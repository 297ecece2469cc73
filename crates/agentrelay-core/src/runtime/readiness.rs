//! Line reassembly and readiness detection for the worker's stdout.
//!
//! Both pieces are pure so fragmentation and malformed-input behavior can be
//! exercised by feeding byte chunks directly, without a process.

pub const READY_MARKER: &str = "AGENTRELAY READY";

/// Outcome of inspecting one stdout line.
#[derive(Debug, Clone, PartialEq, Eq)]
pub enum Readiness {
    NotReady,
    Ready { port: u16 },
    /// The marker was present but the port field was unusable.
    ParseError { reason: String },
}

/// Inspect a single complete line (without its terminator).
pub fn parse_readiness_line(line: &str) -> Readiness {
    let Some(rest) = line.strip_prefix(READY_MARKER) else {
        return Readiness::NotReady;
    };
    // `AGENTRELAY READYX` is not the marker.
    if !rest.is_empty() && !rest.starts_with(char::is_whitespace) {
        return Readiness::NotReady;
    }

    let Some(field) = rest.split_whitespace().last() else {
        return Readiness::ParseError {
            reason: "missing port field".to_string(),
        };
    };

    match field.parse::<u16>() {
        Ok(0) => Readiness::ParseError {
            reason: "port 0 is not a listening port".to_string(),
        },
        Ok(port) => Readiness::Ready { port },
        Err(e) => Readiness::ParseError {
            reason: format!("invalid port {field:?}: {e}"),
        },
    }
}

/// Reassembles byte chunks into complete lines.
///
/// Splits on `\n`, strips a trailing `\r`, and decodes each whole line so a
/// multi-byte character split across reads is never mangled.
#[derive(Debug, Default)]
pub struct LineBuffer {
    partial: Vec<u8>,
}

impl LineBuffer {
    pub fn new() -> Self {
        Self::default()
    }

    pub fn push(&mut self, chunk: &[u8]) -> Vec<String> {
        let mut lines = Vec::new();
        let mut rest = chunk;

        while let Some(pos) = rest.iter().position(|&b| b == b'\n') {
            self.partial.extend_from_slice(&rest[..pos]);
            lines.push(decode_line(&std::mem::take(&mut self.partial)));
            rest = &rest[pos + 1..];
        }
        self.partial.extend_from_slice(rest);

        lines
    }

    /// Emit whatever is left once the stream has ended.
    pub fn finish(&mut self) -> Option<String> {
        if self.partial.is_empty() {
            None
        } else {
            Some(decode_line(&std::mem::take(&mut self.partial)))
        }
    }
}

fn decode_line(bytes: &[u8]) -> String {
    let bytes = bytes.strip_suffix(b"\r").unwrap_or(bytes);
    String::from_utf8_lossy(bytes).into_owned()
}

/// What the supervisor should publish for one stdout line.
#[derive(Debug, Clone, PartialEq, Eq)]
pub enum LineOutcome {
    Log(String),
    /// First readiness line. The line itself is still a log entry.
    Ready { line: String, port: u16 },
}

/// Latching readiness detector over a stream of lines.
#[derive(Debug)]
pub struct ReadinessDetector {
    fallback_port: u16,
    ready: bool,
}

impl ReadinessDetector {
    pub fn new(fallback_port: u16) -> Self {
        Self {
            fallback_port,
            ready: false,
        }
    }

    pub fn is_ready(&self) -> bool {
        self.ready
    }

    pub fn observe(&mut self, line: String) -> LineOutcome {
        if self.ready {
            return LineOutcome::Log(line);
        }

        let port = match parse_readiness_line(&line) {
            Readiness::NotReady => return LineOutcome::Log(line),
            Readiness::Ready { port } => port,
            Readiness::ParseError { reason } => {
                tracing::warn!(
                    target: "agentrelay::runtime",
                    %reason,
                    fallback_port = self.fallback_port,
                    "Readiness line has no usable port"
                );
                self.fallback_port
            }
        };

        self.ready = true;
        LineOutcome::Ready { line, port }
    }
}

/// `LineBuffer` and `ReadinessDetector` combined, as used on the stdout pipe.
#[derive(Debug)]
pub struct StdoutDecoder {
    lines: LineBuffer,
    detector: ReadinessDetector,
}

impl StdoutDecoder {
    pub fn new(fallback_port: u16) -> Self {
        Self {
            lines: LineBuffer::new(),
            detector: ReadinessDetector::new(fallback_port),
        }
    }

    pub fn push(&mut self, chunk: &[u8]) -> Vec<LineOutcome> {
        self.lines
            .push(chunk)
            .into_iter()
            .map(|line| self.detector.observe(line))
            .collect()
    }

    pub fn finish(&mut self) -> Option<LineOutcome> {
        self.lines.finish().map(|line| self.detector.observe(line))
    }
}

:::

#### Problem description
In the listing above, find each line with the word "LineOutcome" and copy it out.

#### Worked solution
pub enum LineOutcome {
    pub fn observe(&mut self, line: String) -> LineOutcome {
            return LineOutcome::Log(line);
            Readiness::NotReady => return LineOutcome::Log(line),
        LineOutcome::Ready { line, port }
    pub fn push(&mut self, chunk: &[u8]) -> Vec<LineOutcome> {
    pub fn finish(&mut self) -> Option<LineOutcome> {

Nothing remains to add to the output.